Reducción del horario escolar. Un alumno de primaria pasa cinco horas al día en la escuela y un alumno de secundaria/bachillerato seis horas días. Deberían reducirse los módulos de las clases a 45-50 minutos para permitir a los alumnos salir al patio cada cierto tiempo y permitir airear y sanear las aulas. Eliminación de ciertas tareas del profesorado. Por ejemplo, las administrativas, horarios de tutorías y horas a disposición en los centros (la exclusiva que tienen por ejemplo los maestros de primaria que deben ir todas las semanas una tarde a trabajar en el centro cinco horas o las dos horas que tiene todo profesorado de secundaria) fomentando que estas tareas fuesen online por parte del profesorado con menor carga lectiva. En cuanto a las guardias, cuando falta ocasionalmente el profesorado permitir adaptar el horario para que sea posible que el alumnado la entrada sea salga antes del centro al readaptar el horario con los profesores ya presentes. Dotar de verdadera autonomía a los centros. Las diferentes administraciones se han llenado la boca hablando de autonomía de los centros y atribuyendo a directores y equipos directivos en teoría una alta responsabilidad. Pero, en la práctica, esa autonomía se ha limitado a poder fijar la hora de entrada y salida y si el gimnasio de convierte en un aula o no. Por el contrario, se debería poder organizar cada centro en función del personal de que dispone y de sus capacidades permitiendo incluso variaciones en el currículum académico de los alumnos en este curso académico excepcional.
Si las cosas van bien sería factible girar a una presencialidad completa y si la situación obliga a confinamientos, facilitaría claramente el tránsito a una enseñanza completamente online
Apostar por la enseñanza semipresencial. La presencialidad se ha fijado como un objetivo ineludible por parte de las administraciones educativas. Como principio está bien, especialmente en los cursos con alumnos en edades más tempranas (primer ciclo de primaria por ejemplo). Pero el no contemplar de forma seria la posibilidad de que las clases se puedan suspender por brotes es una irresponsabilidad y, si se diera el caso, sería volver a la casilla de salida con la que nos encontramos en marzo. Por ello hay que ser conscientes de que en ciertos niveles educativos es perfectamente factible establecer clases semipresenciales; por ejemplo en Bachillerato sería asumible que el alumnado estuviese de forma presencial sólo dos o tres días semanales al igual que en el segundo ciclo de la ESO. La semipresencialidad tendría la virtud de su flexibilidad; si las cosas van bien y están controladas sería factible girar a una presencialidad completa y si la situación obliga a cierres o confinamientos facilitaría claramente el tránsito a una enseñanza completamente online. Además permitiría liberar espacios y horas del profesorado para tender la enseñanza presencial o la misma semipresencial.

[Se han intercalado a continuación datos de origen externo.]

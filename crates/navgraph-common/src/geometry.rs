//! Triangle and polygon containment on the XZ plane

use crate::{is_clockwise_or_colinear_xz, signed_triangle_area_times2_xz_f, Int3};
use glam::Vec3;

/// True if `p` lies inside or on the border of the clockwise triangle `abc`
#[inline]
pub fn contains_point_xz(a: Int3, b: Int3, c: Int3, p: Int3) -> bool {
    is_clockwise_or_colinear_xz(a, b, p)
        && is_clockwise_or_colinear_xz(b, c, p)
        && is_clockwise_or_colinear_xz(c, a, p)
}

/// Float variant of [`contains_point_xz`] with a small tolerance on each edge
pub fn contains_point_xz_f(a: Vec3, b: Vec3, c: Vec3, p: Vec3) -> bool {
    const MARGIN: f32 = 0.000001;
    signed_triangle_area_times2_xz_f(a, b, p) <= MARGIN
        && signed_triangle_area_times2_xz_f(b, c, p) <= MARGIN
        && signed_triangle_area_times2_xz_f(c, a, p) <= MARGIN
}

/// Even-odd containment test for an arbitrary polygon on XZ
pub fn polygon_contains_point_xz(polygon: &[Vec3], p: Vec3) -> bool {
    let mut inside = false;
    let mut j = polygon.len().wrapping_sub(1);
    for i in 0..polygon.len() {
        let (vi, vj) = (polygon[i], polygon[j]);
        if ((vi.z <= p.z && p.z < vj.z) || (vj.z <= p.z && p.z < vi.z))
            && p.x < (vj.x - vi.x) * (p.z - vi.z) / (vj.z - vi.z) + vi.x
        {
            inside = !inside;
        }
        j = i;
    }
    inside
}

/// Area of the triangle in XZ, in world units squared
pub fn triangle_area_xz(a: Vec3, b: Vec3, c: Vec3) -> f32 {
    signed_triangle_area_times2_xz_f(a, b, c).abs() * 0.5
}

#[cfg(test)]
mod tests {
    use super::*;

    #[test]
    fn test_contains_point_clockwise_triangle() {
        let a = Int3::new(0, 0, 0);
        let b = Int3::new(0, 0, 1000);
        let c = Int3::new(1000, 0, 0);
        assert!(contains_point_xz(a, b, c, Int3::new(200, 0, 200)));
        assert!(contains_point_xz(a, b, c, Int3::new(0, 0, 500)));
        assert!(!contains_point_xz(a, b, c, Int3::new(800, 0, 800)));
        // Counter-clockwise winding contains nothing
        assert!(!contains_point_xz(a, c, b, Int3::new(200, 0, 200)));
    }

    #[test]
    fn test_polygon_contains_point() {
        let square = [
            Vec3::new(0.0, 0.0, 0.0),
            Vec3::new(0.0, 0.0, 2.0),
            Vec3::new(2.0, 0.0, 2.0),
            Vec3::new(2.0, 0.0, 0.0),
        ];
        assert!(polygon_contains_point_xz(&square, Vec3::new(1.0, 5.0, 1.0)));
        assert!(!polygon_contains_point_xz(&square, Vec3::new(3.0, 0.0, 1.0)));
    }

    #[test]
    fn test_triangle_area() {
        let area = triangle_area_xz(Vec3::ZERO, Vec3::new(0.0, 0.0, 2.0), Vec3::new(2.0, 0.0, 0.0));
        assert!((area - 2.0).abs() < 1e-6);
    }
}
impl Path for MultiTargetPath {
    fn base(&self) -> &PathBase {
        &self.base
    }

    fn base_mut(&mut self) -> &mut PathBase {
        &mut self.base
    }

    fn reset(&mut self) {
        *self = Self {
            base: std::mem::take(&mut self.base),
            ..Self::default()
        };
        self.base.reset();
    }

    fn prepare(&mut self, ctx: &mut SearchContext<'_>) {
        let data = ctx.data;
        self.base.nn_constraint.tags = self.base.enabled_tags;

        let start_info = data.get_nearest(self.start_point, &self.base.nn_constraint);
        self.start_node = start_info.node;
        let Some(start) = start_info.node.and_then(|n| data.node(n)) else {
            self.base.fail_with_error("Could not find start node for multi target path");
            return;
        };
        if !self.base.can_traverse(start) {
            self.base.fail_with_error("The node closest to the start point could not be traversed");
            return;
        }
        self.base.nn_constraint.set_start(Some(start));

        let count = self.target_points.len();
        self.node_paths = (0..count).map(|_| None).collect();
        self.vector_paths = (0..count).map(|_| None).collect();
        self.target_nodes = vec![None; count];
        self.targets_found = vec![false; count];
        self.target_node_count = count;

        let mut any_walkable = false;
        let mut any_same_area = false;
        let mut any_found = false;
        for i in 0..count {
            let info = data.get_nearest(self.target_points[i], &self.base.nn_constraint);
            self.target_nodes[i] = info.node;
            self.target_points[i] = info.position;

            let node = info.node.and_then(|n| data.node(n));
            if node.is_some() {
                any_found = true;
                self.end_node = info.node;
            }
            let traversable = node.is_some_and(|n| self.base.can_traverse(n));
            let same_area = node.is_some_and(|n| n.area() == start.area());
            any_walkable |= traversable;
            any_same_area |= same_area;
            if !traversable || !same_area {
                self.targets_found[i] = true;
                self.target_node_count -= 1;
            }
        }

        self.start_point = start_info.position;

        if !any_found {
            self.base.fail_with_error("Couldn't find nodes close to the all of the end points");
            return;
        }
        if !any_walkable {
            self.base.fail_with_error("No target nodes could be traversed");
            return;
        }
        if !any_same_area {
            self.base.fail_with_error("There are no valid paths to the targets");
            return;
        }
        self.recalculate_h_target(ctx, true);
    }

    fn initialize(&mut self, ctx: &mut SearchContext<'_>) {
        let Some(start) = self.start_node else {
            self.base.fail_with_error("The path was not prepared before it was initialized");
            return;
        };
        let g = self.base.traversal_cost(&ctx.data.nodes()[start]);
        let h = self.base.calculate_h_score(ctx.data, start);
        let path_id = ctx.handler.path_id();
        let pn = ctx.handler.node_mut(start);
        pn.parent = None;
        pn.path_id = path_id;
        pn.cost = 0;
        pn.g = g;
        pn.h = h;

        for j in 0..self.target_nodes.len() {
            match self.target_nodes[j] {
                Some(target) if target == start => self.found_target(ctx, start, j),
                Some(target) => ctx.handler.node_mut(target).flag1 = true,
                None => {}
            }
        }

        if self.target_node_count == 0 {
            self.base.set_complete_state(PathCompleteState::Complete);
            return;
        }

        if let Err(e) = open_node(&*self, ctx, start) {
            self.base.fail_with_error(e.to_string());
            return;
        }
        self.base.searched_nodes += 1;

        match ctx.handler.heap_remove() {
            Some(next) => self.current = Some(next),
            None => self.base.fail_with_error("No open points, the start node didn't open any nodes"),
        }
    }

    fn calculate_step(&mut self, ctx: &mut SearchContext<'_>, deadline: Instant) {
        let Some(mut current) = self.current else {
            if !self.base.is_done() {
                self.base.fail_with_error("The search has no current node");
            }
            return;
        };

        let mut counter = 0;
        while self.base.complete_state() == PathCompleteState::NotCalculated {
            self.base.searched_nodes += 1;

            if ctx.handler.node(current).flag1 {
                for i in 0..self.target_nodes.len() {
                    if !self.targets_found[i] && self.target_nodes[i] == Some(current) {
                        self.found_target(ctx, current, i);
                        if self.base.is_done() {
                            break;
                        }
                    }
                }
                if self.target_node_count == 0 {
                    self.base.set_complete_state(PathCompleteState::Complete);
                    break;
                }
            }

            if let Err(e) = open_node(&*self, ctx, current) {
                log::error!("{e}");
                self.base.fail_with_error(e.to_string());
                break;
            }

            match ctx.handler.heap_remove() {
                Some(next) => current = next,
                None => {
                    self.base.set_complete_state(PathCompleteState::Complete);
                    break;
                }
            }

            if counter > TIME_CHECK_INTERVAL {
                if Instant::now() >= deadline {
                    break;
                }
                counter = 0;
            }
            counter += 1;
        }
        self.current = Some(current);
    }

    fn cleanup(&mut self, ctx: &mut SearchContext<'_>) {
        self.choose_shortest_path(ctx);
        for node in self.target_nodes.iter().flatten() {
            ctx.handler.node_mut(*node).flag1 = false;
        }
    }

    /// Calls the per-target callbacks with each target's path, then the
    /// main callback with the shortest path
    fn return_path(&mut self) {
        let mut callbacks = std::mem::take(&mut self.callbacks);
        let callback = self.base.take_callback();

        if self.base.has_error() {
            for cb in callbacks.iter_mut().filter_map(Option::take) {
                cb(&*self);
            }
            if let Some(cb) = callback {
                cb(&*self);
            }
            return;
        }

        if self.inverted {
            self.end_point = self.start_point;
            self.end_node = self.start_node;
            self.original_end_point = self.original_start_point;
        }

        let mut any_succeeded = false;
        for i in 0..self.node_paths.len() {
            if self.node_paths[i].is_some() {
                self.base.force_complete_state(PathCompleteState::Complete);
                any_succeeded = true;
            } else {
                self.base.force_complete_state(PathCompleteState::Error);
            }
            if let Some(cb) = callbacks.get_mut(i).and_then(Option::take) {
                self.set_path_parameters_for_return(i);
                cb(&*self);
            }
        }

        match self.chosen_target {
            Some(chosen) if any_succeeded => {
                self.base.force_complete_state(PathCompleteState::Complete);
                self.set_path_parameters_for_return(chosen);
            }
            _ => self.base.force_complete_state(PathCompleteState::Error),
        }

        if let Some(cb) = callback {
            cb(&*self);
        }
    }

    fn debug_string(&self, log: PathLog) -> String {
        let error = self.base.has_error();
        if log == PathLog::None || (!error && log == PathLog::OnlyErrors) {
            return String::new();
        }
        let mut text = String::new();
        self.base.debug_string_prefix(log, &mut text);
        if !error {
            text.push_str("\nShortest path was ");
            match self.chosen_target.and_then(|t| self.node_path(t)) {
                Some(path) => text.push_str(&path.len().to_string()),
                None => text.push_str("undefined"),
            }
            text.push_str(" nodes long");

            if log == PathLog::Heavy {
                text.push_str(&format!("\nPaths ({}):", self.targets_found.len()));
                for (i, found) in self.targets_found.iter().enumerate() {
                    text.push_str(&format!("\n\n\tPath {i} Found: {found}"));
                    if let Some(path) = self.node_path(i) {
                        text.push_str(&format!("\n\t\tLength: {}", path.len()));
                        text.push_str(&format!("\n\t\tEnd Point: {}", self.target_points[i]));
                    }
                }
                text.push_str(&format!("\nStart Node\n\tPoint: {}", self.start_point));
            }
        }
        self.base.debug_string_suffix(&mut text);
        text
    }

    fn as_any(&self) -> &dyn Any {
        self
    }
}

En definitiva hay que moverse; el riesgo de quedarse quieto es quedarse oxidado y nuestro sistema educativo, que ya de por sí arrastra un grave problema de herrumbre, no puede permitirse tirar por la borda un curso académico entero. Si se es capaz de hacer un esfuerzo supremo por parte de todos bien podría ser esta pandemia el punto de apoyo en la que apoyar la palanca de la inaplazable reforma que necesita nuestro sistema educativo.